To do -
Give back the full material exactly. Omit no line.

===============

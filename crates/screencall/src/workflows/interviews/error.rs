use super::domain::{InterviewId, InterviewStatus};
use super::provider::GatewayError;
use super::store::StoreError;

/// Error raised by the interview workflows.
#[derive(Debug, thiserror::Error)]
pub enum InterviewError {
    #[error("{0} not found")]
    NotFound(String),
    #[error("interview {id} is {status}")]
    StateConflict {
        id: InterviewId,
        status: InterviewStatus,
    },
    #[error("interview {0} already has a start in progress")]
    StartPending(InterviewId),
    #[error("{operation} failed: {source}")]
    DependencyFailure {
        operation: &'static str,
        #[source]
        source: GatewayError,
    },
    #[error("not authorized: {0}")]
    Unauthorized(String),
    #[error("invalid input: {0}")]
    InvalidInput(String),
    #[error(transparent)]
    Store(#[from] StoreError),
}

impl InterviewError {
    pub(crate) fn interview_not_found(id: &InterviewId) -> Self {
        Self::NotFound(format!("interview {id}"))
    }

    pub(crate) fn conflict(id: &InterviewId, status: InterviewStatus) -> Self {
        Self::StateConflict {
            id: id.clone(),
            status,
        }
    }

    /// Status carried by a `StateConflict`, used to tell candidates an interview has expired.
    pub fn conflicting_status(&self) -> Option<InterviewStatus> {
        match self {
            InterviewError::StateConflict { status, .. } => Some(*status),
            _ => None,
        }
    }
}
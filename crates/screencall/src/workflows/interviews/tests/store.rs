use super::common::*;

use crate::workflows::interviews::domain::{
    AgentId, AnalysisSource, CallAnalysis, CallId, CompletionTrigger, Interview, InterviewResult,
    InterviewStatus,
};
use crate::workflows::interviews::lifecycle::{InterviewEvent, StatusChange};
use crate::workflows::interviews::store::{
    ChangeOutcome, InMemoryInterviewStore, InterviewStore, StoreError,
};

fn scheduled(at_minute: i64) -> Interview {
    Interview::schedule(accepted(), t0() + minutes(at_minute), chrono::Duration::days(7))
}

fn start(call_id: &str) -> StatusChange {
    StatusChange::Start {
        call_id: CallId(call_id.to_string()),
        started_at: t0() + minutes(1),
    }
}

fn complete(trigger: CompletionTrigger) -> StatusChange {
    StatusChange::Complete {
        result: Box::new(InterviewResult {
            duration_secs: 120,
            transcript: String::new(),
            questions: Vec::new(),
            analysis: CallAnalysis::neutral_fallback(),
            analysis_source: AnalysisSource::Placeholder,
            trigger,
        }),
        completed_at: t0() + minutes(20),
    }
}

#[test]
fn duplicate_insert_is_a_conflict() {
    let store = InMemoryInterviewStore::new();
    let interview = scheduled(0);
    store.insert(interview.clone()).expect("first insert");

    let err = store.insert(interview).expect_err("duplicate insert");
    assert!(matches!(err, StoreError::Conflict));
    assert_eq!(store.len(), 1);
}

#[test]
fn start_indexes_the_call() {
    let store = InMemoryInterviewStore::new();
    let interview = store.insert(scheduled(0)).expect("insert");

    let outcome = store.apply(&interview.id, start("abc")).expect("apply");
    let ChangeOutcome::Applied(updated) = outcome else {
        panic!("start should apply");
    };
    assert_eq!(updated.status, InterviewStatus::InProgress);

    let found = store
        .find_by_call(&CallId("abc".to_string()))
        .expect("lookup")
        .expect("call indexed");
    assert_eq!(found.id, interview.id);
    assert!(store
        .find_by_call(&CallId("other".to_string()))
        .expect("lookup")
        .is_none());
}

#[test]
fn second_completion_is_rejected_with_current_record() {
    let store = InMemoryInterviewStore::new();
    let interview = store.insert(scheduled(0)).expect("insert");
    store.apply(&interview.id, start("abc")).expect("start");

    let first = store
        .apply(&interview.id, complete(CompletionTrigger::Webhook))
        .expect("apply");
    assert!(matches!(first, ChangeOutcome::Applied(_)));

    let second = store
        .apply(&interview.id, complete(CompletionTrigger::Poll))
        .expect("apply");
    let ChangeOutcome::Rejected { current, reason } = second else {
        panic!("second completion must be rejected");
    };
    assert_eq!(current.status, InterviewStatus::Completed);
    assert_eq!(reason.from, InterviewStatus::Completed);
    assert_eq!(reason.event, InterviewEvent::CallFinished);
    assert_eq!(
        current.result.map(|result| result.trigger),
        Some(CompletionTrigger::Webhook)
    );
}

#[test]
fn expiry_requires_the_observed_status() {
    let store = InMemoryInterviewStore::new();
    let interview = store.insert(scheduled(0)).expect("insert");
    store.apply(&interview.id, start("abc")).expect("start");

    // The caller saw `scheduled`, but the interview has started since.
    let outcome = store
        .apply(
            &interview.id,
            StatusChange::Expire {
                at: t0() + minutes(2),
                from: InterviewStatus::Scheduled,
            },
        )
        .expect("apply");

    assert!(matches!(outcome, ChangeOutcome::Rejected { .. }));
    assert_eq!(
        store
            .fetch(&interview.id)
            .expect("fetch")
            .map(|stored| stored.status),
        Some(InterviewStatus::InProgress)
    );
}

#[test]
fn attach_agent_keeps_the_first_agent() {
    let store = InMemoryInterviewStore::new();
    let interview = store.insert(scheduled(0)).expect("insert");

    let first = store
        .attach_agent(&interview.id, AgentId("agent-1".to_string()))
        .expect("attach");
    let second = store
        .attach_agent(&interview.id, AgentId("agent-2".to_string()))
        .expect("attach");

    assert_eq!(first, AgentId("agent-1".to_string()));
    assert_eq!(second, first);
}

#[test]
fn unknown_ids_report_not_found() {
    let store = InMemoryInterviewStore::new();
    let missing = scheduled(0).id;

    assert!(store.fetch(&missing).expect("fetch").is_none());
    assert!(matches!(
        store.apply(&missing, start("abc")),
        Err(StoreError::NotFound)
    ));
    assert!(matches!(
        store.attach_agent(&missing, AgentId("agent-1".to_string())),
        Err(StoreError::NotFound)
    ));
}

#[test]
fn list_by_status_orders_by_schedule_time() {
    let store = InMemoryInterviewStore::new();
    let late = store.insert(scheduled(30)).expect("insert");
    let early = store.insert(scheduled(5)).expect("insert");
    let started = store.insert(scheduled(10)).expect("insert");
    store.apply(&started.id, start("abc")).expect("start");

    let waiting: Vec<_> = store
        .list_by_status(InterviewStatus::Scheduled)
        .expect("list")
        .into_iter()
        .map(|interview| interview.id)
        .collect();
    assert_eq!(waiting, vec![early.id, late.id]);

    let running = store
        .list_by_status(InterviewStatus::InProgress)
        .expect("list");
    assert_eq!(running.len(), 1);
    assert_eq!(running[0].id, started.id);
}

===============

Solution to this task -
filename crates/screencall/src/workflows/interviews/error.rs
use super::domain::{InterviewId, InterviewStatus};
use super::provider::GatewayError;
use super::store::StoreError;

/// Error raised by the interview workflows.
#[derive(Debug, thiserror::Error)]
pub enum InterviewError {
    #[error("{0} not found")]
    NotFound(String),
    #[error("interview {id} is {status}")]
    StateConflict {
        id: InterviewId,
        status: InterviewStatus,
    },
    #[error("interview {0} already has a start in progress")]
    StartPending(InterviewId),
    #[error("{operation} failed: {source}")]
    DependencyFailure {
        operation: &'static str,
        #[source]
        source: GatewayError,
    },
    #[error("not authorized: {0}")]
    Unauthorized(String),
    #[error("invalid input: {0}")]
    InvalidInput(String),
    #[error(transparent)]
    Store(#[from] StoreError),
}

impl InterviewError {
    pub(crate) fn interview_not_found(id: &InterviewId) -> Self {
        Self::NotFound(format!("interview {id}"))
    }

    pub(crate) fn conflict(id: &InterviewId, status: InterviewStatus) -> Self {
        Self::StateConflict {
            id: id.clone(),
            status,
        }
    }

    /// Status carried by a `StateConflict`, used to tell candidates an interview has expired.
    pub fn conflicting_status(&self) -> Option<InterviewStatus> {
        match self {
            InterviewError::StateConflict { status, .. } => Some(*status),
            _ => None,
        }
    }
}
filename crates/screencall/src/workflows/interviews/tests/store.rs
use super::common::*;

use crate::workflows::interviews::domain::{
    AgentId, AnalysisSource, CallAnalysis, CallId, CompletionTrigger, Interview, InterviewResult,
    InterviewStatus,
};
use crate::workflows::interviews::lifecycle::{InterviewEvent, StatusChange};
use crate::workflows::interviews::store::{
    ChangeOutcome, InMemoryInterviewStore, InterviewStore, StoreError,
};

fn scheduled(at_minute: i64) -> Interview {
    Interview::schedule(accepted(), t0() + minutes(at_minute), chrono::Duration::days(7))
}

fn start(call_id: &str) -> StatusChange {
    StatusChange::Start {
        call_id: CallId(call_id.to_string()),
        started_at: t0() + minutes(1),
    }
}

fn complete(trigger: CompletionTrigger) -> StatusChange {
    StatusChange::Complete {
        result: Box::new(InterviewResult {
            duration_secs: 120,
            transcript: String::new(),
            questions: Vec::new(),
            analysis: CallAnalysis::neutral_fallback(),
            analysis_source: AnalysisSource::Placeholder,
            trigger,
        }),
        completed_at: t0() + minutes(20),
    }
}

#[test]
fn duplicate_insert_is_a_conflict() {
    let store = InMemoryInterviewStore::new();
    let interview = scheduled(0);
    store.insert(interview.clone()).expect("first insert");

    let err = store.insert(interview).expect_err("duplicate insert");
    assert!(matches!(err, StoreError::Conflict));
    assert_eq!(store.len(), 1);
}

#[test]
fn start_indexes_the_call() {
    let store = InMemoryInterviewStore::new();
    let interview = store.insert(scheduled(0)).expect("insert");

    let outcome = store.apply(&interview.id, start("abc")).expect("apply");
    let ChangeOutcome::Applied(updated) = outcome else {
        panic!("start should apply");
    };
    assert_eq!(updated.status, InterviewStatus::InProgress);

    let found = store
        .find_by_call(&CallId("abc".to_string()))
        .expect("lookup")
        .expect("call indexed");
    assert_eq!(found.id, interview.id);
    assert!(store
        .find_by_call(&CallId("other".to_string()))
        .expect("lookup")
        .is_none());
}

#[test]
fn second_completion_is_rejected_with_current_record() {
    let store = InMemoryInterviewStore::new();
    let interview = store.insert(scheduled(0)).expect("insert");
    store.apply(&interview.id, start("abc")).expect("start");

    let first = store
        .apply(&interview.id, complete(CompletionTrigger::Webhook))
        .expect("apply");
    assert!(matches!(first, ChangeOutcome::Applied(_)));

    let second = store
        .apply(&interview.id, complete(CompletionTrigger::Poll))
        .expect("apply");
    let ChangeOutcome::Rejected { current, reason } = second else {
        panic!("second completion must be rejected");
    };
    assert_eq!(current.status, InterviewStatus::Completed);
    assert_eq!(reason.from, InterviewStatus::Completed);
    assert_eq!(reason.event, InterviewEvent::CallFinished);
    assert_eq!(
        current.result.map(|result| result.trigger),
        Some(CompletionTrigger::Webhook)
    );
}

#[test]
fn expiry_requires_the_observed_status() {
    let store = InMemoryInterviewStore::new();
    let interview = store.insert(scheduled(0)).expect("insert");
    store.apply(&interview.id, start("abc")).expect("start");

    // The caller saw `scheduled`, but the interview has started since.
    let outcome = store
        .apply(
            &interview.id,
            StatusChange::Expire {
                at: t0() + minutes(2),
                from: InterviewStatus::Scheduled,
            },
        )
        .expect("apply");

    assert!(matches!(outcome, ChangeOutcome::Rejected { .. }));
    assert_eq!(
        store
            .fetch(&interview.id)
            .expect("fetch")
            .map(|stored| stored.status),
        Some(InterviewStatus::InProgress)
    );
}

#[test]
fn attach_agent_keeps_the_first_agent() {
    let store = InMemoryInterviewStore::new();
    let interview = store.insert(scheduled(0)).expect("insert");

    let first = store
        .attach_agent(&interview.id, AgentId("agent-1".to_string()))
        .expect("attach");
    let second = store
        .attach_agent(&interview.id, AgentId("agent-2".to_string()))
        .expect("attach");

    assert_eq!(first, AgentId("agent-1".to_string()));
    assert_eq!(second, first);
}

#[test]
fn unknown_ids_report_not_found() {
    let store = InMemoryInterviewStore::new();
    let missing = scheduled(0).id;

    assert!(store.fetch(&missing).expect("fetch").is_none());
    assert!(matches!(
        store.apply(&missing, start("abc")),
        Err(StoreError::NotFound)
    ));
    assert!(matches!(
        store.attach_agent(&missing, AgentId("agent-1".to_string())),
        Err(StoreError::NotFound)
    ));
}

#[test]
fn list_by_status_orders_by_schedule_time() {
    let store = InMemoryInterviewStore::new();
    let late = store.insert(scheduled(30)).expect("insert");
    let early = store.insert(scheduled(5)).expect("insert");
    let started = store.insert(scheduled(10)).expect("insert");
    store.apply(&started.id, start("abc")).expect("start");

    let waiting: Vec<_> = store
        .list_by_status(InterviewStatus::Scheduled)
        .expect("list")
        .into_iter()
        .map(|interview| interview.id)
        .collect();
    assert_eq!(waiting, vec![early.id, late.id]);

    let running = store
        .list_by_status(InterviewStatus::InProgress)
        .expect("list");
    assert_eq!(running.len(), 1);
    assert_eq!(running[0].id, started.id);
}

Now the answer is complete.